Start of RECORDS PROVIDED
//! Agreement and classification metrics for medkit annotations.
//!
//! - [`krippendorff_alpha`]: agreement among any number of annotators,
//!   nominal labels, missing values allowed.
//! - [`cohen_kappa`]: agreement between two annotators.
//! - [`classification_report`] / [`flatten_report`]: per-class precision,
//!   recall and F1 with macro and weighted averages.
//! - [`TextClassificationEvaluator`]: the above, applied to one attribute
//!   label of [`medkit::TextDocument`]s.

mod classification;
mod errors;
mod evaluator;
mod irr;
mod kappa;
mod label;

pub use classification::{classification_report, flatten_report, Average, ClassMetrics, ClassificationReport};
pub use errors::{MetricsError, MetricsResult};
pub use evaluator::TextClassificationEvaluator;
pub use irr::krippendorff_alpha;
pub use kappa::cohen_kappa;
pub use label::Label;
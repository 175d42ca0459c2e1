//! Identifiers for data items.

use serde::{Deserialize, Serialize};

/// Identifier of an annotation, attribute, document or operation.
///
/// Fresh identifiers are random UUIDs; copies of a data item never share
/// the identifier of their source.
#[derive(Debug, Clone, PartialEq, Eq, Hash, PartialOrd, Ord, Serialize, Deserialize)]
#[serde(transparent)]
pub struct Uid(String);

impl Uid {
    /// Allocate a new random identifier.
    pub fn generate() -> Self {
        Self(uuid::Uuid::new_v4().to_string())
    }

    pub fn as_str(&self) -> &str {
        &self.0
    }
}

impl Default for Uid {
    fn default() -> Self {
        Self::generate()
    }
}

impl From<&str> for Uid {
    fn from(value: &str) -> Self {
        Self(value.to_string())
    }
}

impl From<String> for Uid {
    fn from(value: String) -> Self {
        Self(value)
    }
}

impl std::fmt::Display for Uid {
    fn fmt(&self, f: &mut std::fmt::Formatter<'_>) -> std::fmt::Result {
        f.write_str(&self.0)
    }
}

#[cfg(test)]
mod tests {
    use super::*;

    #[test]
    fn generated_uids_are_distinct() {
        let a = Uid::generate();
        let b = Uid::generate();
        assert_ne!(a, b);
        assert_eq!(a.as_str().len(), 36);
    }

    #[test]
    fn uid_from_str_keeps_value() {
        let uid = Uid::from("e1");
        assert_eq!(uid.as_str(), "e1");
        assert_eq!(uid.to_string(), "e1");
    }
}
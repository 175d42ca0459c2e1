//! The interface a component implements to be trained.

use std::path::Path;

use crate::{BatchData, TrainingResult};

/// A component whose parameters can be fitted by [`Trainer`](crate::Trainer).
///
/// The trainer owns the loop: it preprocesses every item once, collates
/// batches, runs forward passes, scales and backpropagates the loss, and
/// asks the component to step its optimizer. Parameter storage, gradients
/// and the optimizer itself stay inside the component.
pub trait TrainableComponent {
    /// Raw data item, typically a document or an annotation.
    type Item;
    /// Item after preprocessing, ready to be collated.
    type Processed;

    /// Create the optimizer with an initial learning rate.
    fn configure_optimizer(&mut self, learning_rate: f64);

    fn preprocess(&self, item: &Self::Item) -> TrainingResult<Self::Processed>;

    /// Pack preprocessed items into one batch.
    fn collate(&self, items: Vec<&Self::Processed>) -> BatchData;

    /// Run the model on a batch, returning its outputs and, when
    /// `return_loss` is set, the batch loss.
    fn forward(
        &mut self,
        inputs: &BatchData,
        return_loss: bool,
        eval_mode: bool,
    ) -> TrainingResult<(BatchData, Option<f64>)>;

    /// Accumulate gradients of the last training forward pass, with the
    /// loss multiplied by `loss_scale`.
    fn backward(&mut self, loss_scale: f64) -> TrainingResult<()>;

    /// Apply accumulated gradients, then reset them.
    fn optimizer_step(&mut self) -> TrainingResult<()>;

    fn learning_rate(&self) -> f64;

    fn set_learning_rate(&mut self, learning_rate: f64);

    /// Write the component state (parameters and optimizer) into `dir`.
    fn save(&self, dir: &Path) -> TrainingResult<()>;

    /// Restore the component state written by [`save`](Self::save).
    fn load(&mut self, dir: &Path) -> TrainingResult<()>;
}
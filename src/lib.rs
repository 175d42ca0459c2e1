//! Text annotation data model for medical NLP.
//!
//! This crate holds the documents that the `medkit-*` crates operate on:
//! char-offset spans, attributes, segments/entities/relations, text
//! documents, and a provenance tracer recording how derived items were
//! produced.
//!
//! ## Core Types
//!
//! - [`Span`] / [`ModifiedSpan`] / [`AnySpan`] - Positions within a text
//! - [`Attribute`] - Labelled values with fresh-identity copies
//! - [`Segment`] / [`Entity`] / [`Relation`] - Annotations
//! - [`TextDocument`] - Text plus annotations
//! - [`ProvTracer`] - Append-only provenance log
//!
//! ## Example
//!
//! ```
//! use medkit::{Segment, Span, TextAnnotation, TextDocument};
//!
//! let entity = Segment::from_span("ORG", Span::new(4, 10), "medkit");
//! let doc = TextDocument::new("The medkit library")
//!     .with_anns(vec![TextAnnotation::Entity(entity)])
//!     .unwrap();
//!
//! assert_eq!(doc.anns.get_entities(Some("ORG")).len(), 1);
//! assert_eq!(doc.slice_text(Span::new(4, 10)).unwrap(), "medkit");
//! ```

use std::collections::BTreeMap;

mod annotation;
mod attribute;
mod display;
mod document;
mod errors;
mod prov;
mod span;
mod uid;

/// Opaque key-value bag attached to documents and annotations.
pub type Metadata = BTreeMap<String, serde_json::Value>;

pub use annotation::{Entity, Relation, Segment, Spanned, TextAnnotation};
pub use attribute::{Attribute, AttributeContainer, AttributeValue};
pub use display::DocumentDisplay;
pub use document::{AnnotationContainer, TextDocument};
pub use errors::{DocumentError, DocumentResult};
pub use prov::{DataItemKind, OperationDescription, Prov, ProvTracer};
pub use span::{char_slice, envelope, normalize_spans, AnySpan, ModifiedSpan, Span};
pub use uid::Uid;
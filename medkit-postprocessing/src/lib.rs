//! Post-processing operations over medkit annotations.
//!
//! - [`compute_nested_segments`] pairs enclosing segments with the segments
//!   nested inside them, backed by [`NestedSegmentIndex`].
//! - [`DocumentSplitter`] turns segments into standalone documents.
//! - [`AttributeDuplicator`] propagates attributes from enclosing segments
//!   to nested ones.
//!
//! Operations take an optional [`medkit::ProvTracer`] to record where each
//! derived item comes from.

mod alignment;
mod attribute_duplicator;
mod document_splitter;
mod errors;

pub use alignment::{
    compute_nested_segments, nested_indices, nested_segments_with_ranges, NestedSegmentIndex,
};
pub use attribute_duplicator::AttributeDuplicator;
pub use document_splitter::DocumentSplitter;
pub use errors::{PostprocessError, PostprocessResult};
End of RECORDS PROVIDED
ACTIVITY
Exactly as given, repeat each line above.

RESULT FOR THIS TASK
//! Agreement and classification metrics for medkit annotations.
//!
//! - [`krippendorff_alpha`]: agreement among any number of annotators,
//!   nominal labels, missing values allowed.
//! - [`cohen_kappa`]: agreement between two annotators.
//! - [`classification_report`] / [`flatten_report`]: per-class precision,
//!   recall and F1 with macro and weighted averages.
//! - [`TextClassificationEvaluator`]: the above, applied to one attribute
//!   label of [`medkit::TextDocument`]s.

mod classification;
mod errors;
mod evaluator;
mod irr;
mod kappa;
mod label;

pub use classification::{classification_report, flatten_report, Average, ClassMetrics, ClassificationReport};
pub use errors::{MetricsError, MetricsResult};
pub use evaluator::TextClassificationEvaluator;
pub use irr::krippendorff_alpha;
pub use kappa::cohen_kappa;
pub use label::Label;
repository 175d42ca0459c2e1
//! Identifiers for data items.

use serde::{Deserialize, Serialize};

/// Identifier of an annotation, attribute, document or operation.
///
/// Fresh identifiers are random UUIDs; copies of a data item never share
/// the identifier of their source.
#[derive(Debug, Clone, PartialEq, Eq, Hash, PartialOrd, Ord, Serialize, Deserialize)]
#[serde(transparent)]
pub struct Uid(String);

impl Uid {
    /// Allocate a new random identifier.
    pub fn generate() -> Self {
        Self(uuid::Uuid::new_v4().to_string())
    }

    pub fn as_str(&self) -> &str {
        &self.0
    }
}

impl Default for Uid {
    fn default() -> Self {
        Self::generate()
    }
}

impl From<&str> for Uid {
    fn from(value: &str) -> Self {
        Self(value.to_string())
    }
}

impl From<String> for Uid {
    fn from(value: String) -> Self {
        Self(value)
    }
}

impl std::fmt::Display for Uid {
    fn fmt(&self, f: &mut std::fmt::Formatter<'_>) -> std::fmt::Result {
        f.write_str(&self.0)
    }
}

#[cfg(test)]
mod tests {
    use super::*;

    #[test]
    fn generated_uids_are_distinct() {
        let a = Uid::generate();
        let b = Uid::generate();
        assert_ne!(a, b);
        assert_eq!(a.as_str().len(), 36);
    }

    #[test]
    fn uid_from_str_keeps_value() {
        let uid = Uid::from("e1");
        assert_eq!(uid.as_str(), "e1");
        assert_eq!(uid.to_string(), "e1");
    }
}
repository 175d42ca0459c2e1
//! The interface a component implements to be trained.

use std::path::Path;

use crate::{BatchData, TrainingResult};

/// A component whose parameters can be fitted by [`Trainer`](crate::Trainer).
///
/// The trainer owns the loop: it preprocesses every item once, collates
/// batches, runs forward passes, scales and backpropagates the loss, and
/// asks the component to step its optimizer. Parameter storage, gradients
/// and the optimizer itself stay inside the component.
pub trait TrainableComponent {
    /// Raw data item, typically a document or an annotation.
    type Item;
    /// Item after preprocessing, ready to be collated.
    type Processed;

    /// Create the optimizer with an initial learning rate.
    fn configure_optimizer(&mut self, learning_rate: f64);

    fn preprocess(&self, item: &Self::Item) -> TrainingResult<Self::Processed>;

    /// Pack preprocessed items into one batch.
    fn collate(&self, items: Vec<&Self::Processed>) -> BatchData;

    /// Run the model on a batch, returning its outputs and, when
    /// `return_loss` is set, the batch loss.
    fn forward(
        &mut self,
        inputs: &BatchData,
        return_loss: bool,
        eval_mode: bool,
    ) -> TrainingResult<(BatchData, Option<f64>)>;

    /// Accumulate gradients of the last training forward pass, with the
    /// loss multiplied by `loss_scale`.
    fn backward(&mut self, loss_scale: f64) -> TrainingResult<()>;

    /// Apply accumulated gradients, then reset them.
    fn optimizer_step(&mut self) -> TrainingResult<()>;

    fn learning_rate(&self) -> f64;

    fn set_learning_rate(&mut self, learning_rate: f64);

    /// Write the component state (parameters and optimizer) into `dir`.
    fn save(&self, dir: &Path) -> TrainingResult<()>;

    /// Restore the component state written by [`save`](Self::save).
    fn load(&mut self, dir: &Path) -> TrainingResult<()>;
}
filename src/lib.rs
repository 175d42ca0459c2e1
//! Text annotation data model for medical NLP.
//!
//! This crate holds the documents that the `medkit-*` crates operate on:
//! char-offset spans, attributes, segments/entities/relations, text
//! documents, and a provenance tracer recording how derived items were
//! produced.
//!
//! ## Core Types
//!
//! - [`Span`] / [`ModifiedSpan`] / [`AnySpan`] - Positions within a text
//! - [`Attribute`] - Labelled values with fresh-identity copies
//! - [`Segment`] / [`Entity`] / [`Relation`] - Annotations
//! - [`TextDocument`] - Text plus annotations
//! - [`ProvTracer`] - Append-only provenance log
//!
//! ## Example
//!
//! ```
//! use medkit::{Segment, Span, TextAnnotation, TextDocument};
//!
//! let entity = Segment::from_span("ORG", Span::new(4, 10), "medkit");
//! let doc = TextDocument::new("The medkit library")
//!     .with_anns(vec![TextAnnotation::Entity(entity)])
//!     .unwrap();
//!
//! assert_eq!(doc.anns.get_entities(Some("ORG")).len(), 1);
//! assert_eq!(doc.slice_text(Span::new(4, 10)).unwrap(), "medkit");
//! ```

use std::collections::BTreeMap;

mod annotation;
mod attribute;
mod display;
mod document;
mod errors;
mod prov;
mod span;
mod uid;

/// Opaque key-value bag attached to documents and annotations.
pub type Metadata = BTreeMap<String, serde_json::Value>;

pub use annotation::{Entity, Relation, Segment, Spanned, TextAnnotation};
pub use attribute::{Attribute, AttributeContainer, AttributeValue};
pub use display::DocumentDisplay;
pub use document::{AnnotationContainer, TextDocument};
pub use errors::{DocumentError, DocumentResult};
pub use prov::{DataItemKind, OperationDescription, Prov, ProvTracer};
pub use span::{char_slice, envelope, normalize_spans, AnySpan, ModifiedSpan, Span};
pub use uid::Uid;
filename medkit-postprocessing/src/lib.rs
//! Post-processing operations over medkit annotations.
//!
//! - [`compute_nested_segments`] pairs enclosing segments with the segments
//!   nested inside them, backed by [`NestedSegmentIndex`].
//! - [`DocumentSplitter`] turns segments into standalone documents.
//! - [`AttributeDuplicator`] propagates attributes from enclosing segments
//!   to nested ones.
//!
//! Operations take an optional [`medkit::ProvTracer`] to record where each
//! derived item comes from.

mod alignment;
mod attribute_duplicator;
mod document_splitter;
mod errors;

pub use alignment::{
    compute_nested_segments, nested_indices, nested_segments_with_ranges, NestedSegmentIndex,
};
pub use attribute_duplicator::AttributeDuplicator;
pub use document_splitter::DocumentSplitter;
pub use errors::{PostprocessError, PostprocessResult};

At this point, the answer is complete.